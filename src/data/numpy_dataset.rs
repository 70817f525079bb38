/// NumPy dataset loader (.npy splits)
///
/// Layout of a dataset directory:
///
/// ```text
/// <root>/dataset.json
/// <root>/<split>/all__inputs.npy   f32 [N, D]
/// <root>/<split>/all__labels.npy   i64 [N]
/// ```
use std::collections::HashMap;
use std::fs::File;
use std::io::BufReader;
use std::path::Path;

use candle_core::{Device, Tensor};
use ndarray::{Array1, Array2};
use ndarray_npy::ReadNpyExt;
use serde::{Deserialize, Serialize};

use super::{batch_indices, Batch, Dataset};
use crate::config::InputType;
use crate::{EvalError, Result};

/// Metadata from dataset.json
#[derive(Debug, Clone, Deserialize, Serialize)]
pub struct DatasetMetadata {
    pub num_classes: usize,
    #[serde(default)]
    pub description: String,
}

struct Split {
    inputs: Array2<f32>, // [N, D]
    labels: Array1<u32>, // [N]
}

/// Dataset loaded from NumPy .npy files, one directory per split
pub struct NumpyDataset {
    name: String,
    splits: HashMap<InputType, Split>,
    feature_dim: usize,
    metadata: DatasetMetadata,
}

fn read_npy<T: ReadNpyExt>(path: &Path) -> Result<T> {
    T::read_npy(File::open(path)?).map_err(|e| {
        EvalError::Dataset(format!("Failed to read {}: {}", path.display(), e))
    })
}

/// Convert stored labels, rejecting values that are not valid class ids
fn labels_from_i64(labels: &Array1<i64>, input_type: InputType) -> Result<Array1<u32>> {
    labels
        .iter()
        .map(|&l| {
            u32::try_from(l).map_err(|_| {
                EvalError::Dataset(format!("Invalid label {} in {} split", l, input_type))
            })
        })
        .collect::<Result<Vec<u32>>>()
        .map(Array1::from)
}

impl NumpyDataset {
    /// Load from a directory containing dataset.json and split subdirectories
    ///
    /// Missing split directories are allowed and report zero examples.
    pub fn from_directory<P: AsRef<Path>>(path: P) -> Result<Self> {
        let dir = path.as_ref();

        log::info!("Loading NumPy dataset from: {:?}", dir);

        let metadata_path = dir.join("dataset.json");
        if !metadata_path.exists() {
            return Err(EvalError::Dataset(format!(
                "dataset.json not found in {}",
                dir.display()
            )));
        }
        let reader = BufReader::new(File::open(&metadata_path)?);
        let metadata: DatasetMetadata = serde_json::from_reader(reader)?;

        let mut splits = HashMap::new();
        for input_type in InputType::ALL {
            let split_dir = dir.join(input_type.as_str());
            if !split_dir.is_dir() {
                log::warn!("{} split not found in {:?}", input_type, dir);
                continue;
            }

            let inputs: Array2<f32> = read_npy(&split_dir.join("all__inputs.npy"))?;
            // Python saves labels as i64
            let labels_i64: Array1<i64> = read_npy(&split_dir.join("all__labels.npy"))?;
            let labels = labels_from_i64(&labels_i64, input_type)?;

            log::info!(
                "Loaded {} split: inputs {:?}, labels {:?}",
                input_type,
                inputs.shape(),
                labels.shape()
            );
            splits.insert(input_type, Split { inputs, labels });
        }

        let name = dir
            .file_name()
            .map(|n| n.to_string_lossy().into_owned())
            .unwrap_or_else(|| "numpy".to_string());

        Self::from_parts(name, splits, metadata)
    }

    /// Build from in-memory arrays, one (inputs, labels) pair per split
    pub fn from_arrays(
        name: &str,
        arrays: Vec<(InputType, Array2<f32>, Array1<u32>)>,
        num_classes: usize,
    ) -> Result<Self> {
        let splits = arrays
            .into_iter()
            .map(|(input_type, inputs, labels)| (input_type, Split { inputs, labels }))
            .collect();
        let metadata = DatasetMetadata {
            num_classes,
            description: String::new(),
        };
        Self::from_parts(name.to_string(), splits, metadata)
    }

    fn from_parts(
        name: String,
        splits: HashMap<InputType, Split>,
        metadata: DatasetMetadata,
    ) -> Result<Self> {
        let mut feature_dim = None;
        for (input_type, split) in &splits {
            // Validate shapes
            if split.inputs.nrows() != split.labels.len() {
                return Err(EvalError::Dataset(format!(
                    "Shape mismatch in {} split: {} inputs != {} labels",
                    input_type,
                    split.inputs.nrows(),
                    split.labels.len()
                )));
            }
            if let Some(&label) = split.labels.iter().find(|&&l| l as usize >= metadata.num_classes) {
                return Err(EvalError::Dataset(format!(
                    "Label {} out of range for {} classes in {} split",
                    label, metadata.num_classes, input_type
                )));
            }
            match feature_dim {
                None => feature_dim = Some(split.inputs.ncols()),
                Some(d) if d != split.inputs.ncols() => {
                    return Err(EvalError::Dataset(format!(
                        "Feature width {} of {} split differs from {}",
                        split.inputs.ncols(),
                        input_type,
                        d
                    )));
                }
                Some(_) => {}
            }
        }

        let feature_dim = feature_dim
            .ok_or_else(|| EvalError::Dataset(format!("Dataset {} has no splits", name)))?;

        log::info!(
            "Dataset {} loaded: feature_dim={}, num_classes={} {}",
            name,
            feature_dim,
            metadata.num_classes,
            metadata.description
        );

        Ok(Self {
            name,
            splits,
            feature_dim,
            metadata,
        })
    }

}

impl Dataset for NumpyDataset {
    fn name(&self) -> &str {
        &self.name
    }

    fn num_examples(&self, input_type: InputType) -> usize {
        self.splits
            .get(&input_type)
            .map(|s| s.labels.len())
            .unwrap_or(0)
    }

    fn num_classes(&self) -> usize {
        self.metadata.num_classes
    }

    fn feature_dim(&self) -> usize {
        self.feature_dim
    }

    fn read_batch(
        &self,
        input_type: InputType,
        batch_index: usize,
        batch_size: usize,
        device: &Device,
    ) -> Result<Batch> {
        let split = self.splits.get(&input_type).ok_or_else(|| {
            EvalError::Dataset(format!("{} has no {} split", self.name, input_type))
        })?;

        let indices = batch_indices(batch_index, batch_size, split.labels.len());
        if indices.is_empty() {
            return Err(EvalError::Dataset(format!(
                "{} split of {} is empty",
                input_type, self.name
            )));
        }

        let mut image_data = Vec::with_capacity(batch_size * self.feature_dim);
        let mut label_data = Vec::with_capacity(batch_size);
        for &idx in &indices {
            image_data.extend(split.inputs.row(idx).iter().copied());
            label_data.push(split.labels[idx]);
        }

        let images = Tensor::from_vec(image_data, (indices.len(), self.feature_dim), device)?;
        let labels = Tensor::from_vec(label_data, indices.len(), device)?;
        Ok(Batch { images, labels })
    }
}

-- -- --

◆ YOUR TASK
Write out all the records again, exactly as they appear.

◆ ANSWER FOR THE TASK
filename src/data/numpy_dataset.rs
repository 70817f525079bb38
/// NumPy dataset loader (.npy splits)
///
/// Layout of a dataset directory:
///
/// ```text
/// <root>/dataset.json
/// <root>/<split>/all__inputs.npy   f32 [N, D]
/// <root>/<split>/all__labels.npy   i64 [N]
/// ```
use std::collections::HashMap;
use std::fs::File;
use std::io::BufReader;
use std::path::Path;

use candle_core::{Device, Tensor};
use ndarray::{Array1, Array2};
use ndarray_npy::ReadNpyExt;
use serde::{Deserialize, Serialize};

use super::{batch_indices, Batch, Dataset};
use crate::config::InputType;
use crate::{EvalError, Result};

/// Metadata from dataset.json
#[derive(Debug, Clone, Deserialize, Serialize)]
pub struct DatasetMetadata {
    pub num_classes: usize,
    #[serde(default)]
    pub description: String,
}

struct Split {
    inputs: Array2<f32>, // [N, D]
    labels: Array1<u32>, // [N]
}

/// Dataset loaded from NumPy .npy files, one directory per split
pub struct NumpyDataset {
    name: String,
    splits: HashMap<InputType, Split>,
    feature_dim: usize,
    metadata: DatasetMetadata,
}

fn read_npy<T: ReadNpyExt>(path: &Path) -> Result<T> {
    T::read_npy(File::open(path)?).map_err(|e| {
        EvalError::Dataset(format!("Failed to read {}: {}", path.display(), e))
    })
}

/// Convert stored labels, rejecting values that are not valid class ids
fn labels_from_i64(labels: &Array1<i64>, input_type: InputType) -> Result<Array1<u32>> {
    labels
        .iter()
        .map(|&l| {
            u32::try_from(l).map_err(|_| {
                EvalError::Dataset(format!("Invalid label {} in {} split", l, input_type))
            })
        })
        .collect::<Result<Vec<u32>>>()
        .map(Array1::from)
}

impl NumpyDataset {
    /// Load from a directory containing dataset.json and split subdirectories
    ///
    /// Missing split directories are allowed and report zero examples.
    pub fn from_directory<P: AsRef<Path>>(path: P) -> Result<Self> {
        let dir = path.as_ref();

        log::info!("Loading NumPy dataset from: {:?}", dir);

        let metadata_path = dir.join("dataset.json");
        if !metadata_path.exists() {
            return Err(EvalError::Dataset(format!(
                "dataset.json not found in {}",
                dir.display()
            )));
        }
        let reader = BufReader::new(File::open(&metadata_path)?);
        let metadata: DatasetMetadata = serde_json::from_reader(reader)?;

        let mut splits = HashMap::new();
        for input_type in InputType::ALL {
            let split_dir = dir.join(input_type.as_str());
            if !split_dir.is_dir() {
                log::warn!("{} split not found in {:?}", input_type, dir);
                continue;
            }

            let inputs: Array2<f32> = read_npy(&split_dir.join("all__inputs.npy"))?;
            // Python saves labels as i64
            let labels_i64: Array1<i64> = read_npy(&split_dir.join("all__labels.npy"))?;
            let labels = labels_from_i64(&labels_i64, input_type)?;

            log::info!(
                "Loaded {} split: inputs {:?}, labels {:?}",
                input_type,
                inputs.shape(),
                labels.shape()
            );
            splits.insert(input_type, Split { inputs, labels });
        }

        let name = dir
            .file_name()
            .map(|n| n.to_string_lossy().into_owned())
            .unwrap_or_else(|| "numpy".to_string());

        Self::from_parts(name, splits, metadata)
    }

    /// Build from in-memory arrays, one (inputs, labels) pair per split
    pub fn from_arrays(
        name: &str,
        arrays: Vec<(InputType, Array2<f32>, Array1<u32>)>,
        num_classes: usize,
    ) -> Result<Self> {
        let splits = arrays
            .into_iter()
            .map(|(input_type, inputs, labels)| (input_type, Split { inputs, labels }))
            .collect();
        let metadata = DatasetMetadata {
            num_classes,
            description: String::new(),
        };
        Self::from_parts(name.to_string(), splits, metadata)
    }

    fn from_parts(
        name: String,
        splits: HashMap<InputType, Split>,
        metadata: DatasetMetadata,
    ) -> Result<Self> {
        let mut feature_dim = None;
        for (input_type, split) in &splits {
            // Validate shapes
            if split.inputs.nrows() != split.labels.len() {
                return Err(EvalError::Dataset(format!(
                    "Shape mismatch in {} split: {} inputs != {} labels",
                    input_type,
                    split.inputs.nrows(),
                    split.labels.len()
                )));
            }
            if let Some(&label) = split.labels.iter().find(|&&l| l as usize >= metadata.num_classes) {
                return Err(EvalError::Dataset(format!(
                    "Label {} out of range for {} classes in {} split",
                    label, metadata.num_classes, input_type
                )));
            }
            match feature_dim {
                None => feature_dim = Some(split.inputs.ncols()),
                Some(d) if d != split.inputs.ncols() => {
                    return Err(EvalError::Dataset(format!(
                        "Feature width {} of {} split differs from {}",
                        split.inputs.ncols(),
                        input_type,
                        d
                    )));
                }
                Some(_) => {}
            }
        }

        let feature_dim = feature_dim
            .ok_or_else(|| EvalError::Dataset(format!("Dataset {} has no splits", name)))?;

        log::info!(
            "Dataset {} loaded: feature_dim={}, num_classes={} {}",
            name,
            feature_dim,
            metadata.num_classes,
            metadata.description
        );

        Ok(Self {
            name,
            splits,
            feature_dim,
            metadata,
        })
    }

}

impl Dataset for NumpyDataset {
    fn name(&self) -> &str {
        &self.name
    }

    fn num_examples(&self, input_type: InputType) -> usize {
        self.splits
            .get(&input_type)
            .map(|s| s.labels.len())
            .unwrap_or(0)
    }

    fn num_classes(&self) -> usize {
        self.metadata.num_classes
    }

    fn feature_dim(&self) -> usize {
        self.feature_dim
    }

    fn read_batch(
        &self,
        input_type: InputType,
        batch_index: usize,
        batch_size: usize,
        device: &Device,
    ) -> Result<Batch> {
        let split = self.splits.get(&input_type).ok_or_else(|| {
            EvalError::Dataset(format!("{} has no {} split", self.name, input_type))
        })?;

        let indices = batch_indices(batch_index, batch_size, split.labels.len());
        if indices.is_empty() {
            return Err(EvalError::Dataset(format!(
                "{} split of {} is empty",
                input_type, self.name
            )));
        }

        let mut image_data = Vec::with_capacity(batch_size * self.feature_dim);
        let mut label_data = Vec::with_capacity(batch_size);
        for &idx in &indices {
            image_data.extend(split.inputs.row(idx).iter().copied());
            label_data.push(split.labels[idx]);
        }

        let images = Tensor::from_vec(image_data, (indices.len(), self.feature_dim), device)?;
        let labels = Tensor::from_vec(label_data, indices.len(), device)?;
        Ok(Batch { images, labels })
    }
}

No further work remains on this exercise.